● **Task to complete**: Establish how many lines in the material below include the word "warn", then give the count alone.

Input data below:

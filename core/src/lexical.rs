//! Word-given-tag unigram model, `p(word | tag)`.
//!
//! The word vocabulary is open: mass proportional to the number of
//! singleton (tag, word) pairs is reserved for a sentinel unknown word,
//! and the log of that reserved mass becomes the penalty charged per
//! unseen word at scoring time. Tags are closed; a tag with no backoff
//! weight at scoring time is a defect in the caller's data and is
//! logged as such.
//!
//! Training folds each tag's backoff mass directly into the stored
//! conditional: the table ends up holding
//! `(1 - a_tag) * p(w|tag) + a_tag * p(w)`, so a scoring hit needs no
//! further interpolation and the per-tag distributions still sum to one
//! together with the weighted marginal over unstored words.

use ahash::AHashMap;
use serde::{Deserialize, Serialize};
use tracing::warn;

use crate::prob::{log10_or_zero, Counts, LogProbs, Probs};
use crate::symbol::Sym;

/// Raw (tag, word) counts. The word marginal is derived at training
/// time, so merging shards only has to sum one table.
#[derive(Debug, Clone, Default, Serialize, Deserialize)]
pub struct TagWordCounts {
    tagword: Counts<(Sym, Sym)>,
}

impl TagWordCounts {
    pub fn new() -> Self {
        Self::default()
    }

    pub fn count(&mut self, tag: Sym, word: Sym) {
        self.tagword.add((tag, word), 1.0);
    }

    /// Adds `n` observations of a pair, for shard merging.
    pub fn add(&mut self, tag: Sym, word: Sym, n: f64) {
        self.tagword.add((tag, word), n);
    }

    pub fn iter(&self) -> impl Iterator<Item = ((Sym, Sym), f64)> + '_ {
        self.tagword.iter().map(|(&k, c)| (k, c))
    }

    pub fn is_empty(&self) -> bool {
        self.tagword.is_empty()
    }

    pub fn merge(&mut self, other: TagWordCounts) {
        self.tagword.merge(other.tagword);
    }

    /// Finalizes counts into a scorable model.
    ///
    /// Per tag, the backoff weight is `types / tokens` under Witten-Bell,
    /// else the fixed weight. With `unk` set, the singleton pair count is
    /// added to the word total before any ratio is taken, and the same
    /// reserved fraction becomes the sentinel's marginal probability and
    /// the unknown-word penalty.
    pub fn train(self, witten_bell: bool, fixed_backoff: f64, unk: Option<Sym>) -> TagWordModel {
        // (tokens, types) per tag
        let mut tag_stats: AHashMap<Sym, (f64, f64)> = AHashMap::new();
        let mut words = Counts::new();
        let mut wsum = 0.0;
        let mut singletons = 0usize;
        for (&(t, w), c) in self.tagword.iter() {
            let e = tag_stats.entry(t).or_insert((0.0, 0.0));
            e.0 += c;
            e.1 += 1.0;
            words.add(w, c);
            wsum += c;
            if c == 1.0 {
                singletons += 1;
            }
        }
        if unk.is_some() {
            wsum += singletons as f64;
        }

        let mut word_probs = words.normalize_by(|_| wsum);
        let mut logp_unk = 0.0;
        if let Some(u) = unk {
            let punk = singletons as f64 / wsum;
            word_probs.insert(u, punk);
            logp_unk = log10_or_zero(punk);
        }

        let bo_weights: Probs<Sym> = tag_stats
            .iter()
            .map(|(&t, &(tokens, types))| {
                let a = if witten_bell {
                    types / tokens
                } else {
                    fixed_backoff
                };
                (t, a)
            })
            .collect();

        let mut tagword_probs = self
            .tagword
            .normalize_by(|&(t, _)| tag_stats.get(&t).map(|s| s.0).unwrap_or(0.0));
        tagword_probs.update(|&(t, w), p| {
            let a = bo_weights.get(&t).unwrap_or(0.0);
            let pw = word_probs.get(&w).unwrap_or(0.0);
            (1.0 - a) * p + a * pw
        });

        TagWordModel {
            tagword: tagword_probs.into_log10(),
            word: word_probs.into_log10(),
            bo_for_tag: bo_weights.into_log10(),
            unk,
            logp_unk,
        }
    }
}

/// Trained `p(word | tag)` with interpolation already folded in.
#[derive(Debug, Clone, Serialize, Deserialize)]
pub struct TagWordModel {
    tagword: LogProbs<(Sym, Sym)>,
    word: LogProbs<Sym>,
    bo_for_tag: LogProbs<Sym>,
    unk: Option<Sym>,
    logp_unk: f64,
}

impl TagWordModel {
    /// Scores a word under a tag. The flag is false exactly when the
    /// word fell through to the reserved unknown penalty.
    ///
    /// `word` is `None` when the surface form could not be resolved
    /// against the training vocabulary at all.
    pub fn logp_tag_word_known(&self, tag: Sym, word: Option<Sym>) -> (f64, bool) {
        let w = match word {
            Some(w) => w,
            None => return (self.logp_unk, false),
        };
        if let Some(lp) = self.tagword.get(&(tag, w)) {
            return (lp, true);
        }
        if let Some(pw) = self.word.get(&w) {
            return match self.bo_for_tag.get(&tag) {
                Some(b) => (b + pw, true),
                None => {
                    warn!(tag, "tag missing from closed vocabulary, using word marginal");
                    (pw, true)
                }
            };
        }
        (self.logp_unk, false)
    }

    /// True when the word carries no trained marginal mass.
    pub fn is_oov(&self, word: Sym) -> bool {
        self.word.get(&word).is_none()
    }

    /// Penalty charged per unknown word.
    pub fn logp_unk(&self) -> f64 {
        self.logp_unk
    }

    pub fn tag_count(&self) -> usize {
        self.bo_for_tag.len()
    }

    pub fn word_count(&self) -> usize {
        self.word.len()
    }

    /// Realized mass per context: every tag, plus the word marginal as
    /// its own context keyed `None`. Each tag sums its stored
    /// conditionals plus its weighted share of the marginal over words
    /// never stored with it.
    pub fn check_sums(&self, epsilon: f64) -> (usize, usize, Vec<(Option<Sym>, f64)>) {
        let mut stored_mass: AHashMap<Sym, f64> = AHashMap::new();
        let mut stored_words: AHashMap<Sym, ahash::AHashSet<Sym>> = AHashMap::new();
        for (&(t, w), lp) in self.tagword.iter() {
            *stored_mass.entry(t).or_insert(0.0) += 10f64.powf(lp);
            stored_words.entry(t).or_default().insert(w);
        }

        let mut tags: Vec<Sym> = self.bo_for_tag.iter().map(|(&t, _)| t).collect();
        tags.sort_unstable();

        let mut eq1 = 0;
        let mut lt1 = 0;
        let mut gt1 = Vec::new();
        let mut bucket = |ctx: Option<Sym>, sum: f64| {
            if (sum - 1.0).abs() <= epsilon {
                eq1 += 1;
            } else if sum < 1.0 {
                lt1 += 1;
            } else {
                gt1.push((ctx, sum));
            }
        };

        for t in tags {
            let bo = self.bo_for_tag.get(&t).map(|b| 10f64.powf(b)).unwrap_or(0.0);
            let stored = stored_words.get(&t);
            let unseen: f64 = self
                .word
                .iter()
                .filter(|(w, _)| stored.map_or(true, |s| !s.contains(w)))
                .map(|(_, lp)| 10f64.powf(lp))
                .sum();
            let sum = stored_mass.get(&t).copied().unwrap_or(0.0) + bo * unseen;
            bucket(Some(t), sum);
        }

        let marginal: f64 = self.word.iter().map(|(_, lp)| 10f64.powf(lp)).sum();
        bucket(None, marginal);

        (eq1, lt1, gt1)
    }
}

End of Input data.

● **Final answer**: 2